WORK TASK
Read through the entries below and return each line with the word "stroke".

RECORDS FOR THE TASK
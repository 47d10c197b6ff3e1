//! Feather icons as inline SVG.
use yew::prelude::*;

#[derive(Clone, Copy, PartialEq)]
pub enum Icon {
    Menu,
    Close,
    Moon,
    Sun,
    Star,
    Clock,
    MapPin,
    Users,
    ChevronRight,
    Phone,
    MessageCircle,
}

impl Icon {
    fn shapes(self) -> Html {
        match self {
            Icon::Menu => html! {
                <>
                    <line x1="3" y1="12" x2="21" y2="12" />
                    <line x1="3" y1="6" x2="21" y2="6" />
                    <line x1="3" y1="18" x2="21" y2="18" />
                </>
            },
            Icon::Close => html! {
                <>
                    <line x1="18" y1="6" x2="6" y2="18" />
                    <line x1="6" y1="6" x2="18" y2="18" />
                </>
            },
            Icon::Moon => html! { <path d="M21 12.79A9 9 0 1 1 11.21 3 7 7 0 0 0 21 12.79z" /> },
            Icon::Sun => html! {
                <>
                    <circle cx="12" cy="12" r="5" />
                    <line x1="12" y1="1" x2="12" y2="3" />
                    <line x1="12" y1="21" x2="12" y2="23" />
                    <line x1="4.22" y1="4.22" x2="5.64" y2="5.64" />
                    <line x1="18.36" y1="18.36" x2="19.78" y2="19.78" />
                    <line x1="1" y1="12" x2="3" y2="12" />
                    <line x1="21" y1="12" x2="23" y2="12" />
                    <line x1="4.22" y1="19.78" x2="5.64" y2="18.36" />
                    <line x1="18.36" y1="5.64" x2="19.78" y2="4.22" />
                </>
            },
            Icon::Star => html! {
                <polygon points="12 2 15.09 8.26 22 9.27 17 14.14 18.18 21.02 12 17.77 5.82 21.02 7 14.14 2 9.27 8.91 8.26 12 2" />
            },
            Icon::Clock => html! {
                <>
                    <circle cx="12" cy="12" r="10" />
                    <polyline points="12 6 12 12 16 14" />
                </>
            },
            Icon::MapPin => html! {
                <>
                    <path d="M21 10c0 7-9 13-9 13s-9-6-9-13a9 9 0 0 1 18 0z" />
                    <circle cx="12" cy="10" r="3" />
                </>
            },
            Icon::Users => html! {
                <>
                    <path d="M17 21v-2a4 4 0 0 0-4-4H5a4 4 0 0 0-4 4v2" />
                    <circle cx="9" cy="7" r="4" />
                    <path d="M23 21v-2a4 4 0 0 0-3-3.87" />
                    <path d="M16 3.13a4 4 0 0 1 0 7.75" />
                </>
            },
            Icon::ChevronRight => html! { <polyline points="9 18 15 12 9 6" /> },
            Icon::Phone => html! {
                <path d="M22 16.92v3a2 2 0 0 1-2.18 2 19.79 19.79 0 0 1-8.63-3.07 19.5 19.5 0 0 1-6-6 19.79 19.79 0 0 1-3.07-8.67A2 2 0 0 1 4.11 2h3a2 2 0 0 1 2 1.72 12.84 12.84 0 0 0 .7 2.81 2 2 0 0 1-.45 2.11L8.09 9.91a16 16 0 0 0 6 6l1.27-1.27a2 2 0 0 1 2.11-.45 12.84 12.84 0 0 0 2.81.7A2 2 0 0 1 22 16.92z" />
            },
            Icon::MessageCircle => html! {
                <path d="M21 11.5a8.38 8.38 0 0 1-.9 3.8 8.5 8.5 0 0 1-7.6 4.7 8.38 8.38 0 0 1-3.8-.9L3 21l1.9-5.7a8.38 8.38 0 0 1-.9-3.8 8.5 8.5 0 0 1 4.7-7.6 8.38 8.38 0 0 1 3.8-.9h.5a8.48 8.48 0 0 1 8 8v.5z" />
            },
        }
    }
}

#[derive(Properties, PartialEq)]
pub struct FeatherProps {
    pub icon: Icon,
    #[prop_or_default]
    pub class: Classes,
}

#[function_component(Feather)]
pub fn feather(props: &FeatherProps) -> Html {
    html! {
        <svg
            class={classes!("icon", props.class.clone())}
            xmlns="http://www.w3.org/2000/svg"
            width="1em"
            height="1em"
            viewBox="0 0 24 24"
            fill="none"
            stroke="currentColor"
            stroke-width="2"
            stroke-linecap="round"
            stroke-linejoin="round"
            aria-hidden="true"
        >
            { props.icon.shapes() }
        </svg>
    }
}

PROBLEM SOLUTION
            stroke="currentColor"
            stroke-width="2"
            stroke-linecap="round"
            stroke-linejoin="round"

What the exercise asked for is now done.